- _WORK INSTRUCTIONS_: Find the line containing "among valid records." in the entries below. Restate it and each line after it, word for word, up to and including the line containing "the connected store.".

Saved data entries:
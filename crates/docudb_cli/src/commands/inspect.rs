//! Inspect command implementation.

use super::{open, read_frame, CliResult, FrameShape};
use crate::analysis::Analysis;
use crate::Format;
use docudb_storage::StorageHandler;
use serde::Serialize;
use std::path::Path;

/// Store inspection result.
#[derive(Debug, Serialize)]
pub struct InspectResult {
    /// Store path.
    pub path: String,
    /// File size in bytes.
    pub size: u64,
    /// Frame shape: empty, bare, populated or malformed.
    pub frame: &'static str,
    /// Why the frame is malformed, if it is.
    #[serde(skip_serializing_if = "Option::is_none")]
    pub frame_error: Option<String>,
    /// Record statistics, unless the frame is malformed.
    #[serde(skip_serializing_if = "Option::is_none")]
    pub records: Option<RecordStats>,
}

/// Statistics over the stored records.
#[derive(Debug, Serialize, PartialEq, Eq)]
pub struct RecordStats {
    /// Number of stored records.
    pub total: usize,
    /// Records that are JSON objects with a string `_id`.
    pub valid: usize,
    /// Distinct ids among valid records.
    pub distinct_ids: usize,
    /// Ids stored more than once.
    pub duplicated_ids: usize,
}

/// Runs the inspect command.
pub async fn run(path: &Path, format: Format) -> CliResult<()> {
    let handler = open(path).await?;
    let result = inspect(&handler).await?;

    match format {
        Format::Json => println!("{}", serde_json::to_string_pretty(&result)?),
        Format::Text => print_text_output(&result),
    }

    Ok(())
}

/// Collects statistics about the connected store.
pub async fn inspect(handler: &StorageHandler) -> CliResult<InspectResult> {
    let size = handler.size().await?;
    let frame = read_frame(handler).await?;

    let records = match frame {
        FrameShape::Malformed(_) => None,
        _ => {
            let analysis = Analysis::of(&handler.load_records().await?);
            Some(RecordStats {
                total: analysis.total(),
                valid: analysis.valid(),
                distinct_ids: analysis.distinct_ids(),
                duplicated_ids: analysis.duplicate_ids().len(),
            })
        }
    };

    Ok(InspectResult {
        path: handler
            .path()
            .map(|p| p.display().to_string())
            .unwrap_or_default(),
        size,
        frame: frame.name(),
        frame_error: match frame {
            FrameShape::Malformed(message) => Some(message),
            _ => None,
        },
        records,
    })
}

fn print_text_output(result: &InspectResult) {
    println!("DocuDB Store Inspection");
    println!("=======================");
    println!();
    println!("Path: {}", result.path);
    println!("Size: {}", format_size(result.size));
    println!();
    match &result.frame_error {
        Some(error) => println!("Frame: {} ({error})", result.frame),
        None => println!("Frame: {}", result.frame),
    }

    if let Some(records) = &result.records {
        println!();
        println!("Records:");
        println!("  Total:          {}", records.total);
        println!("  Valid:          {}", records.valid);
        println!("  Distinct ids:   {}", records.distinct_ids);
        println!("  Duplicated ids: {}", records.duplicated_ids);
    }
}

fn format_size(bytes: u64) -> String {
    if bytes < 1024 {
        format!("{bytes} bytes")
    } else if bytes < 1024 * 1024 {
        format!("{:.1} KB", bytes as f64 / 1024.0)
    } else {
        format!("{:.1} MB", bytes as f64 / (1024.0 * 1024.0))
    }
}
//! Dump command implementation.

use super::{open, CliResult};
use docudb_storage::StorageHandler;
use std::path::Path;

/// Runs the dump command.
pub async fn run(path: &Path, limit: Option<usize>) -> CliResult<()> {
    let handler = open(path).await?;
    let (records, total) = dump(&handler, limit).await?;

    for (index, record) in records.iter().enumerate() {
        println!("[{index}] {record}");
    }
    if records.len() < total {
        println!("... {} more", total - records.len());
    }

    Ok(())
}

/// Returns up to `limit` decoded records in file order, with the total count.
pub async fn dump(handler: &StorageHandler, limit: Option<usize>) -> CliResult<(Vec<String>, usize)> {
    let mut records = handler.load_records().await?;
    let total = records.len();
    if let Some(limit) = limit {
        records.truncate(limit);
    }
    Ok((records, total))
}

- _RESULT FOR THIS EXERCISE_:
    /// Distinct ids among valid records.
    pub distinct_ids: usize,
    /// Ids stored more than once.
    pub duplicated_ids: usize,
}

/// Runs the inspect command.
pub async fn run(path: &Path, format: Format) -> CliResult<()> {
    let handler = open(path).await?;
    let result = inspect(&handler).await?;

    match format {
        Format::Json => println!("{}", serde_json::to_string_pretty(&result)?),
        Format::Text => print_text_output(&result),
    }

    Ok(())
}

/// Collects statistics about the connected store.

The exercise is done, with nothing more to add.